Feature/fit on ray by pradyumna-rfai · Pull Request #165 · RapidFireAI/rapidfireai

pradyumna-rfai · 2026-02-03T00:24:08Z

PR Summary: Unified Fit and Evals

This is a major refactoring PR that unifies the codebase for both fit (training) and evals (inference) modes, eliminating code duplication and enabling shared infrastructure for experiment tracking, interactive control, and metric logging and RF setup.

Changes

Major Changes

1. Unified Database Schema

Single experiments table for both fit and evals modes
- Mode-specific configuration stored in JSON config column
Unified interactive_control table for dynamic operations
- target_type field: 'run' (fit) or 'pipeline' (evals)
- target_id field: holds run_id or pipeline_id
- config_data field: holds operation-specific JSON configuration
- Supports operations: stop, resume, delete, clone, clone_warm
Mode-specific tables remain separate:
- Fit mode: runs, worker_task, controller_progress, worker_progress
- Evals mode: pipelines, contexts, actor_tasks

2. Unified Experiment Class

Single entry point Experiment(name, mode="fit"|"evals") for both modes
Mode-specific initialization:
- _init_fit_mode() - Sets up training infrastructure
- _init_evals_mode() - Sets up inference infrastructure
Shared methods:
- end() - Clean up resources
- cancel_current() - Cancel current operation
- get_log_file_path() - Get experiment logs
Mode-specific methods:
- run_fit() - Execute training (fit mode only)
- run_evals() - Execute inference (evals mode only)
- get_results() - Get training metrics (fit mode only)
- get_runs_info() - Get run information (fit mode only)

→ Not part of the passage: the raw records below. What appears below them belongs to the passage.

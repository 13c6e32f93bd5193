use std::collections::HashMap;
use std::fs::File;
use std::io::{BufRead, BufReader};
use std::ops::Range;
use std::path::Path;

use log::{debug, info};

use crate::config::{DEFAULT_EDGE_WEIGHT, READ_BUFFER_SIZE};
use crate::error::{LoadError, ParseError};

/// Dense vertex index, assigned in first-seen order.
pub type VInt = u32;
pub type Weight = u64;

/// One line of the edge list: `src<TAB>dst[<TAB>weight]`.
#[derive(Debug, Clone, PartialEq, Eq)]
pub struct EdgeRecord {
    pub src: String,
    pub dst: String,
    pub weight: Weight,
}

impl EdgeRecord {
    pub fn new(src: impl Into<String>, dst: impl Into<String>, weight: Weight) -> Self {
        EdgeRecord {
            src: src.into(),
            dst: dst.into(),
            weight,
        }
    }

    pub fn unweighted(src: impl Into<String>, dst: impl Into<String>) -> Self {
        Self::new(src, dst, DEFAULT_EDGE_WEIGHT)
    }

    /// Parse a single record, `line_no` is only used for error reporting.
    /// The weight field is optional per line and defaults to 1. Only the line
    /// terminator is stripped, so an empty leading or trailing field is an error.
    pub fn parse(line_no: usize, line: &str) -> Result<Self, ParseError> {
        let text = line.trim_end_matches(['\r', '\n']);
        let tokens: Vec<&str> = text.split('\t').collect();
        let weight = match tokens.len() {
            2 => DEFAULT_EDGE_WEIGHT,
            3 => {
                let raw = tokens[2].trim();
                raw.parse::<Weight>()
                    .map_err(|source| ParseError::InvalidWeight {
                        line: line_no,
                        value: raw.to_owned(),
                        source,
                    })?
            }
            found => {
                return Err(ParseError::FieldCount {
                    line: line_no,
                    found,
                    text: text.to_owned(),
                })
            }
        };
        if tokens[0].is_empty() || tokens[1].is_empty() {
            return Err(ParseError::EmptyNode {
                line: line_no,
                text: text.to_owned(),
            });
        }
        Ok(EdgeRecord::new(tokens[0], tokens[1], weight))
    }
}

/// Maps node identifiers to dense indices and back.
#[derive(Debug, Default, Clone)]
pub struct NodeTable {
    names: Vec<String>,
    index: HashMap<String, VInt>,
}

impl NodeTable {
    pub fn len(&self) -> usize {
        self.names.len()
    }

    pub fn is_empty(&self) -> bool {
        self.names.is_empty()
    }

    pub fn name(&self, vertex: VInt) -> &str {
        &self.names[vertex as usize]
    }

    pub fn lookup(&self, name: &str) -> Option<VInt> {
        self.index.get(name).copied()
    }

    /// Return the index of `name`, registering it first if unseen.
    /// The flag tells whether the node is new.
    pub(crate) fn intern(&mut self, name: &str) -> (VInt, bool) {
        if let Some(vertex) = self.index.get(name) {
            return (*vertex, false);
        }
        let vertex = self.names.len() as VInt;
        self.names.push(name.to_owned());
        self.index.insert(name.to_owned(), vertex);
        (vertex, true)
    }

    pub fn iter(&self) -> impl Iterator<Item = (VInt, &str)> {
        self.names
            .iter()
            .enumerate()
            .map(|(vertex, name)| (vertex as VInt, name.as_str()))
    }
}

#[derive(Debug, Clone, Copy, PartialEq, Eq)]
pub struct AdjacencyEntry {
    pub neighbor: VInt,
    pub weight: Weight,
}

/// Per-vertex neighbor lists. Parallel edges and self-loops are kept as-is.
#[derive(Debug, Default, Clone)]
pub struct AdjacencyIndex {
    lists: Vec<Vec<AdjacencyEntry>>,
}

impl AdjacencyIndex {
    pub fn neighbors(&self, vertex: VInt) -> &[AdjacencyEntry] {
        &self.lists[vertex as usize]
    }

    pub fn len(&self) -> usize {
        self.lists.len()
    }

    pub fn is_empty(&self) -> bool {
        self.lists.is_empty()
    }

    /// Total number of entries, i.e. twice the number of edges.
    pub fn entry_count(&self) -> usize {
        self.lists.iter().map(Vec::len).sum()
    }

    fn push_vertex(&mut self) {
        self.lists.push(Vec::new());
    }

    fn append(&mut self, vertex: VInt, neighbor: VInt, weight: Weight) {
        self.lists[vertex as usize].push(AdjacencyEntry { neighbor, weight });
    }
}

/// Current community of every vertex. A label is itself a vertex index,
/// so it shares the identifier space of the nodes.
#[derive(Debug, Clone, PartialEq, Eq)]
pub struct LabelAssignment {
    labels: Vec<VInt>,
}

impl LabelAssignment {
    /// Every vertex in its own community.
    pub fn singletons(graph: &Graph) -> Self {
        LabelAssignment {
            labels: graph.vertices().collect(),
        }
    }

    pub fn len(&self) -> usize {
        self.labels.len()
    }

    pub fn is_empty(&self) -> bool {
        self.labels.is_empty()
    }

    /// Label of `vertex`; a vertex not covered yet is its own community.
    pub fn get(&self, vertex: VInt) -> VInt {
        self.labels.get(vertex as usize).copied().unwrap_or(vertex)
    }

    /// Overwrite the label of `vertex`, returning whether it changed.
    pub fn set(&mut self, vertex: VInt, label: VInt) -> bool {
        let slot = &mut self.labels[vertex as usize];
        let changed = *slot != label;
        *slot = label;
        changed
    }

    pub fn as_slice(&self) -> &[VInt] {
        &self.labels
    }

    /// (vertex, label) pairs in enumeration order.
    pub fn iter(&self) -> impl Iterator<Item = (VInt, VInt)> + '_ {
        self.labels
            .iter()
            .enumerate()
            .map(|(vertex, label)| (vertex as VInt, *label))
    }

    /// (node identifier, label identifier) pairs in enumeration order.
    pub fn to_named<'a>(&self, nodes: &'a NodeTable) -> Vec<(&'a str, &'a str)> {
        self.iter()
            .map(|(vertex, label)| (nodes.name(vertex), nodes.name(label)))
            .collect()
    }

    /// Give every vertex of `graph` without a label its own community.
    /// Returns how many labels were added.
    pub fn cover(&mut self, graph: &Graph) -> usize {
        let missing = graph.vertex_count().saturating_sub(self.labels.len());
        let start = self.labels.len() as VInt;
        self.labels.extend(start..graph.vertex_count() as VInt);
        missing
    }

    fn push(&mut self, label: VInt) {
        self.labels.push(label);
    }
}

/// Undirected weighted graph built from an edge list.
#[derive(Debug, Default, Clone)]
pub struct Graph {
    nodes: NodeTable,
    adjacency: AdjacencyIndex,
    edge_count: usize,
}

impl Graph {
    pub fn new() -> Graph {
        Graph::default()
    }

    pub fn nodes(&self) -> &NodeTable {
        &self.nodes
    }

    pub fn adjacency(&self) -> &AdjacencyIndex {
        &self.adjacency
    }

    pub fn neighbors(&self, vertex: VInt) -> &[AdjacencyEntry] {
        self.adjacency.neighbors(vertex)
    }

    pub fn vertex_count(&self) -> usize {
        self.nodes.len()
    }

    pub fn edge_count(&self) -> usize {
        self.edge_count
    }

    pub fn vertices(&self) -> Range<VInt> {
        0..self.nodes.len() as VInt
    }

    /// Register a node without any edge.
    pub fn add_vertex(&mut self, name: &str) -> (VInt, bool) {
        let (vertex, is_new) = self.nodes.intern(name);
        if is_new {
            self.adjacency.push_vertex();
        }
        (vertex, is_new)
    }

    /// Insert both directions of an edge record. Callers outside the crate go
    /// through [`Graph::insert_edge`] so the label assignment keeps up.
    pub(crate) fn add_edge(&mut self, record: &EdgeRecord) {
        let (src, _) = self.add_vertex(&record.src);
        let (dst, _) = self.add_vertex(&record.dst);
        self.adjacency.append(src, dst, record.weight);
        self.adjacency.append(dst, src, record.weight);
        self.edge_count += 1;
    }

    /// Build the graph and its initial label assignment from edge records.
    pub fn build<I>(records: I) -> (Graph, LabelAssignment)
    where
        I: IntoIterator<Item = EdgeRecord>,
    {
        let mut graph = Graph::new();
        let mut labels = LabelAssignment { labels: Vec::new() };
        for record in records {
            graph.add_record(&record, &mut labels);
        }
        (graph, labels)
    }

    /// Like [`Graph::build`], but aborts on the first malformed record.
    pub fn try_build<I>(records: I) -> Result<(Graph, LabelAssignment), ParseError>
    where
        I: IntoIterator<Item = Result<EdgeRecord, ParseError>>,
    {
        let mut graph = Graph::new();
        let mut labels = LabelAssignment { labels: Vec::new() };
        for record in records {
            graph.add_record(&record?, &mut labels);
        }
        Ok((graph, labels))
    }

    /// Load a tab-separated edge list. Blank lines are skipped.
    pub fn from_reader<R: BufRead>(reader: R) -> Result<(Graph, LabelAssignment), LoadError> {
        let mut graph = Graph::new();
        let mut labels = LabelAssignment { labels: Vec::new() };
        for (line_idx, line) in reader.lines().enumerate() {
            let line = line?;
            if line.trim().is_empty() {
                continue;
            }
            let record = EdgeRecord::parse(line_idx + 1, &line)?;
            graph.add_record(&record, &mut labels);
        }
        debug!(
            "Loaded {} vertices and {} edges",
            graph.vertex_count(),
            graph.edge_count()
        );
        Ok((graph, labels))
    }

    pub fn from_file(path: impl AsRef<Path>) -> Result<(Graph, LabelAssignment), LoadError> {
        let path = path.as_ref();
        let graph_file = File::open(path)?;
        let graph_reader = BufReader::with_capacity(READ_BUFFER_SIZE, graph_file);
        let loaded = Graph::from_reader(graph_reader)?;
        info!(
            "Graph {} loaded: {} vertices, {} edges",
            path.display(),
            loaded.0.vertex_count(),
            loaded.0.edge_count()
        );
        Ok(loaded)
    }

    /// Add an edge to a built graph, giving any new endpoint its own label.
    pub fn insert_edge(&mut self, record: &EdgeRecord, labels: &mut LabelAssignment) {
        labels.cover(self);
        self.add_record(record, labels);
    }

    fn add_record(&mut self, record: &EdgeRecord, labels: &mut LabelAssignment) {
        for endpoint in [&record.src, &record.dst] {
            let (vertex, is_new) = self.add_vertex(endpoint);
            if is_new {
                // A fresh node starts in its own community.
                labels.push(vertex);
            }
        }
        self.add_edge(record);
    }
}
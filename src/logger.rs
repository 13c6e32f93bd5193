use std::io::Write;
use std::path::Path;

use env_logger::{Builder, Env, Target};

/// Initialize the global logger.
///
/// `RUST_LOG` takes precedence over `level`. Records go to stderr unless a
/// log file is given, in which case they are appended to it.
pub fn init_logger(level: &str, log_file: Option<&Path>) -> Result<(), Box<dyn std::error::Error>> {
    let mut builder = Builder::from_env(Env::default().default_filter_or(level));
    builder.format(|buf, record| {
        writeln!(
            buf,
            "{} [{:<5}] {} - {}",
            chrono::Local::now().format("%Y-%m-%d %H:%M:%S%.3f"),
            record.level(),
            record.target(),
            record.args()
        )
    });

    match log_file {
        Some(path) => {
            if let Some(dir) = path.parent().filter(|dir| !dir.as_os_str().is_empty()) {
                std::fs::create_dir_all(dir)?;
            }
            let file = std::fs::OpenOptions::new()
                .create(true)
                .append(true)
                .open(path)?;
            builder.target(Target::Pipe(Box::new(file)));
        }
        None => {
            builder.target(Target::Stderr);
        }
    }

    builder.try_init()?;
    Ok(())
}
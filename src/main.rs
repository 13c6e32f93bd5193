use std::fs::File;
use std::io::{self, BufWriter, Write};
use std::path::PathBuf;
use std::time::Instant;

use anyhow::{Context, Result};
use clap::{Parser, ValueEnum};
use log::info;

use lpa_community::community::Communities;
use lpa_community::config::LpaConfig;
use lpa_community::graph::Graph;
use lpa_community::logger::init_logger;
use lpa_community::output::{write_json, write_tsv, Report};
use lpa_community::propagation::{Convergence, LabelPropagation, TieBreak, UpdateMode};

#[derive(Debug, Clone, Copy, ValueEnum)]
enum TieBreakArg {
    FirstSeen,
    LowestLabel,
    Seeded,
}

#[derive(Debug, Clone, Copy, ValueEnum)]
enum ConvergenceArg {
    LabelChanged,
    IdentifierOrder,
}

#[derive(Debug, Clone, Copy, ValueEnum)]
enum OutputFormat {
    Json,
    Tsv,
}

/// Detect communities in a weighted edge list with label propagation.
#[derive(Parser, Debug)]
#[command(name = "lpa_community", version)]
struct Cli {
    /// Tab-separated edge list: `src<TAB>dst[<TAB>weight]` per line
    input: PathBuf,

    /// YAML run configuration; flags below override it
    #[arg(short, long)]
    config: Option<PathBuf>,

    /// Maximum number of propagation rounds
    #[arg(short = 'n', long)]
    max_iterations: Option<u32>,

    /// Tie-break policy among equally heavy labels
    #[arg(long, value_enum)]
    tie_break: Option<TieBreakArg>,

    /// Seed for the `seeded` tie-break policy
    #[arg(long, default_value_t = 0)]
    seed: u64,

    /// Stability criterion
    #[arg(long, value_enum)]
    convergence: Option<ConvergenceArg>,

    /// Evaluate each round against a frozen snapshot, in parallel
    #[arg(long)]
    synchronous: bool,

    /// Result format
    #[arg(short, long, value_enum, default_value_t = OutputFormat::Json)]
    format: OutputFormat,

    /// Write the result here instead of stdout
    #[arg(short, long)]
    output: Option<PathBuf>,

    #[arg(long)]
    log_level: Option<String>,

    #[arg(long)]
    log_file: Option<PathBuf>,
}

impl Cli {
    fn resolve_config(&self) -> Result<LpaConfig> {
        let mut config = match &self.config {
            Some(path) => LpaConfig::from_yaml_file(path)
                .with_context(|| format!("failed to load config {}", path.display()))?,
            None => LpaConfig::default(),
        };
        let options = &mut config.propagation;
        if let Some(max_iterations) = self.max_iterations {
            options.max_iterations = max_iterations;
        }
        if let Some(tie_break) = self.tie_break {
            options.tie_break = match tie_break {
                TieBreakArg::FirstSeen => TieBreak::FirstSeen,
                TieBreakArg::LowestLabel => TieBreak::LowestLabel,
                TieBreakArg::Seeded => TieBreak::Seeded(self.seed),
            };
        }
        if let Some(convergence) = self.convergence {
            options.convergence = match convergence {
                ConvergenceArg::LabelChanged => Convergence::LabelChanged,
                ConvergenceArg::IdentifierOrder => Convergence::IdentifierOrder,
            };
        }
        if self.synchronous {
            options.update_mode = UpdateMode::Synchronous;
        }
        if let Some(level) = &self.log_level {
            config.log_level = level.clone();
        }
        if let Some(log_file) = &self.log_file {
            config.log_file = Some(log_file.clone());
        }
        Ok(config)
    }
}

fn run(cli: Cli) -> Result<()> {
    let config = cli.resolve_config()?;
    init_logger(&config.log_level, config.log_file.as_deref())
        .map_err(|err| anyhow::anyhow!("failed to initialize logger: {}", err))?;

    let start_load = Instant::now();
    let (graph, mut labels) = Graph::from_file(&cli.input)
        .with_context(|| format!("failed to load graph {}", cli.input.display()))?;
    let load_time = start_load.elapsed();

    let start_lp = Instant::now();
    let stats = LabelPropagation::new(config.propagation.clone()).propagate(&graph, &mut labels);
    let lp_time = start_lp.elapsed();

    let communities = Communities::from_labels(&labels);
    info!(
        "{} communities found (sizes: {}), load {:?}, propagation {:?}",
        communities.len(),
        communities.size_summary(),
        load_time,
        lp_time
    );

    let writer: Box<dyn Write> = match &cli.output {
        Some(path) => Box::new(BufWriter::new(
            File::create(path).with_context(|| format!("failed to create {}", path.display()))?,
        )),
        None => Box::new(io::stdout().lock()),
    };
    match cli.format {
        OutputFormat::Json => write_json(writer, &Report::new(&graph, &labels, &stats)),
        OutputFormat::Tsv => write_tsv(writer, &graph, &labels),
    }
    .context("failed to write result")?;
    Ok(())
}

fn main() {
    if let Err(err) = run(Cli::parse()) {
        eprintln!("Error: {:#}", err);
        std::process::exit(1);
    }
}
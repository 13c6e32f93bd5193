use std::io::{self, Write};

use serde::ser::SerializeMap;
use serde::{Serialize, Serializer};

use crate::community::Communities;
use crate::graph::{Graph, LabelAssignment};
use crate::propagation::PropagationStats;

/// node -> label pairs serialized as a map that keeps enumeration order.
struct OrderedLabels<'a>(Vec<(&'a str, &'a str)>);

impl Serialize for OrderedLabels<'_> {
    fn serialize<S: Serializer>(&self, serializer: S) -> Result<S::Ok, S::Error> {
        let mut map = serializer.serialize_map(Some(self.0.len()))?;
        for (node, label) in &self.0 {
            map.serialize_entry(node, label)?;
        }
        map.end()
    }
}

/// Final result of a run, ready to be rendered.
#[derive(Serialize)]
pub struct Report<'a> {
    iterations: u64,
    converged: bool,
    labels: OrderedLabels<'a>,
    communities: Vec<Vec<&'a str>>,
}

impl<'a> Report<'a> {
    pub fn new(graph: &'a Graph, labels: &LabelAssignment, stats: &PropagationStats) -> Report<'a> {
        Report {
            iterations: stats.iterations,
            converged: stats.converged,
            labels: OrderedLabels(labels.to_named(graph.nodes())),
            communities: Communities::from_labels(labels).named(graph.nodes()),
        }
    }
}

pub fn write_json<W: Write>(mut writer: W, report: &Report<'_>) -> io::Result<()> {
    serde_json::to_writer_pretty(&mut writer, report)?;
    writeln!(writer)?;
    writer.flush()
}

/// One `node<TAB>label` line per vertex.
pub fn write_tsv<W: Write>(mut writer: W, graph: &Graph, labels: &LabelAssignment) -> io::Result<()> {
    for (node, label) in labels.to_named(graph.nodes()) {
        writeln!(writer, "{}\t{}", node, label)?;
    }
    writer.flush()
}
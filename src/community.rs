use std::collections::HashMap;

use itertools::Itertools;

use crate::graph::{LabelAssignment, NodeTable, VInt};

/// A community is identified by the label its members share.
pub type CommID = VInt;

/// Metadata of one community.
#[derive(Debug, Clone, PartialEq, Eq)]
pub struct CommMeta {
    pub comm_id: CommID,     // The shared label.
    pub vertices: Vec<VInt>, // Members, in enumeration order.
}

impl CommMeta {
    pub fn size(&self) -> usize {
        self.vertices.len()
    }
}

/// The community structure induced by a label assignment.
#[derive(Debug, Clone, Default, PartialEq, Eq)]
pub struct Communities {
    communities: Vec<CommMeta>,
}

impl Communities {
    /// Group vertices by label. Communities are ordered by the first member
    /// met in enumeration order.
    pub fn from_labels(labels: &LabelAssignment) -> Communities {
        let mut position = HashMap::<CommID, usize>::new();
        let communities = labels.iter().fold(Vec::<CommMeta>::new(), |mut acc, (vertex, label)| {
            match position.get(&label) {
                Some(idx) => acc[*idx].vertices.push(vertex),
                None => {
                    position.insert(label, acc.len());
                    acc.push(CommMeta {
                        comm_id: label,
                        vertices: vec![vertex],
                    });
                }
            }
            acc
        });
        Communities { communities }
    }

    pub fn len(&self) -> usize {
        self.communities.len()
    }

    pub fn is_empty(&self) -> bool {
        self.communities.is_empty()
    }

    pub fn iter(&self) -> impl Iterator<Item = &CommMeta> {
        self.communities.iter()
    }

    /// The biggest community; the earliest one wins among equal sizes.
    pub fn largest(&self) -> Option<&CommMeta> {
        self.communities
            .iter()
            .rev()
            .max_by_key(|community| community.size())
    }

    /// Member identifiers of every community.
    pub fn named<'a>(&self, nodes: &'a NodeTable) -> Vec<Vec<&'a str>> {
        self.communities
            .iter()
            .map(|community| community.vertices.iter().map(|v| nodes.name(*v)).collect())
            .collect()
    }

    /// Community sizes in decreasing order, e.g. `"5, 3, 1"`.
    pub fn size_summary(&self) -> String {
        self.communities
            .iter()
            .map(CommMeta::size)
            .sorted_unstable_by(|a, b| b.cmp(a))
            .join(", ")
    }
}
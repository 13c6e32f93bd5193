use std::collections::HashMap;

use log::{debug, info, trace, warn};
use rand::rngs::StdRng;
use rand::{Rng, SeedableRng};
use rayon::prelude::*;
use serde::{Deserialize, Serialize};

use crate::config::DEFAULT_MAX_ITERATIONS;
use crate::graph::{Graph, LabelAssignment, NodeTable, VInt, Weight};

/// How a vertex chooses among labels sharing the greatest summed weight.
#[derive(Debug, Clone, Copy, PartialEq, Eq, Default, Serialize, Deserialize)]
#[serde(rename_all = "snake_case")]
pub enum TieBreak {
    /// First tied label in the order the neighborhood tally met it.
    FirstSeen,
    /// Smallest node identifier, compared byte-wise.
    #[default]
    LowestLabel,
    /// Keep the current label if it is tied for the maximum, otherwise a
    /// uniformly random tied label drawn from a generator seeded once per run.
    Seeded(u64),
}

/// When an assignment counts as stable.
#[derive(Debug, Clone, Copy, PartialEq, Eq, Default, Serialize, Deserialize)]
#[serde(rename_all = "snake_case")]
pub enum Convergence {
    /// Every vertex already holds its majority label.
    #[default]
    LabelChanged,
    /// Every vertex's label identifier compares greater than or equal to its
    /// majority label identifier.
    IdentifierOrder,
}

/// Label visibility within one round.
#[derive(Debug, Clone, Copy, PartialEq, Eq, Default, Serialize, Deserialize)]
#[serde(rename_all = "snake_case")]
pub enum UpdateMode {
    /// Vertices are updated in place, in enumeration order, and later vertices
    /// see the labels written earlier in the same round.
    #[default]
    Asynchronous,
    /// Every vertex is evaluated against the labels frozen at the start of the
    /// round. Evaluation runs in parallel; two-colorable structures may oscillate.
    Synchronous,
}
//! Phase state machine: fine-grained progress tracking within a record
//!
//! Transitions are permissive by design. Agent control flow is not fully
//! predictable, so out-of-order transitions are accepted and logged, never
//! rejected. Each transition closes the previous phase's span and opens a
//! new one in the append-only history.

use chrono::{DateTime, Utc};
use tracing::debug;

use crate::notify::EventKind;
use crate::record::{ExecutionPhase, ExecutionRecord, PhaseSpan};

/// Nominal progression order, used only to flag out-of-order transitions in
/// the log. Skipping ahead or jumping back is always allowed.
fn nominal_order(phase: ExecutionPhase) -> u8 {
    match phase {
        ExecutionPhase::Created => 0,
        ExecutionPhase::Setup => 1,
        ExecutionPhase::ContextValidation => 2,
        ExecutionPhase::Starting => 3,
        ExecutionPhase::Thinking => 4,
        ExecutionPhase::ToolPreparation => 5,
        ExecutionPhase::ToolExecution => 6,
        ExecutionPhase::LlmInteraction => 7,
        ExecutionPhase::ResultProcessing => 8,
        ExecutionPhase::Completing => 9,
        ExecutionPhase::Completed => 10,
        // Failure can happen at any point.
        ExecutionPhase::Failed => 10,
    }
}

/// Apply a phase transition to a record
///
/// Closes the previous span's duration, appends a history entry, updates
/// `current_phase` and `updated_at`, and returns the externally meaningful
/// event mapped to the new phase, if any.
pub fn apply_phase(
    record: &mut ExecutionRecord,
    new_phase: ExecutionPhase,
    metadata: serde_json::Value,
    now: DateTime<Utc>,
) -> Option<EventKind> {
    let previous = record.current_phase;
    if nominal_order(new_phase) < nominal_order(previous) {
        debug!(
            execution_id = %record.execution_id,
            from = %previous,
            to = %new_phase,
            "Out-of-order phase transition accepted"
        );
    }

    if let Some(span) = record.phase_history.last_mut() {
        if span.exited_at.is_none() {
            span.exited_at = Some(now);
        }
    }

    record.phase_history.push(PhaseSpan {
        phase: new_phase,
        entered_at: now,
        exited_at: None,
        metadata,
    });
    record.current_phase = new_phase;
    record.updated_at = now;

    EventKind::for_phase(new_phase)
}

/// Total time spent in a phase, in milliseconds
///
/// A phase that was never entered reads as `None` ("not entered"), never as
/// zero, so callers can distinguish skipped phases from instant ones. An
/// open span is measured up to `now`.
pub fn phase_duration_ms(
    record: &ExecutionRecord,
    phase: ExecutionPhase,
    now: DateTime<Utc>,
) -> Option<i64> {
    let mut total: Option<i64> = None;
    for span in &record.phase_history {
        if span.phase != phase {
            continue;
        }
        let end = span.exited_at.unwrap_or(now);
        let ms = (end - span.entered_at).num_milliseconds().max(0);
        total = Some(total.unwrap_or(0) + ms);
    }
    total
}

/// Total execution duration in milliseconds, from creation to completion
/// (or to `now` while still running)
pub fn total_duration_ms(record: &ExecutionRecord, now: DateTime<Utc>) -> i64 {
    let end = record.completed_at.unwrap_or(now);
    (end - record.started_at).num_milliseconds().max(0)
}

3. Unified Metric Logging System

4. Unified Status Enums

5. Setup

Unified setup for both fit and evals mode. Removed flags for --init command.
Added --clear command to clear all Db, logs and dashboard files.

Testing

Ran ChatQA lite notebook for SFT E2E with IC Ops - stop, clone
Ran DPO notebook for SFT E2E with IC Ops - stop, clone
Ran FIQA RAG notebook for evals E2E with IC Ops - stop, clone

Screenshots

Note

High Risk
Large refactor that replaces the evals-specific DB/dispatcher with a new unified SQLite schema and new REST dispatcher, which can impact experiment tracking and interactive control across both fit and evals. CLI install/init behavior also changes (including a new destructive clear command), increasing rollout risk if paths/requirements differ across environments.

Overview
This PR replaces the evals-only database/dispatcher stack with a unified DB layer in rapidfireai/db (new tables.sql, DatabaseInterface, and a consolidated RfDb) that tracks experiments plus mode-specific entities (fit runs/tasks/progress and evals pipelines/contexts/actor tasks) and standardizes interactive control via a single interactive_control table.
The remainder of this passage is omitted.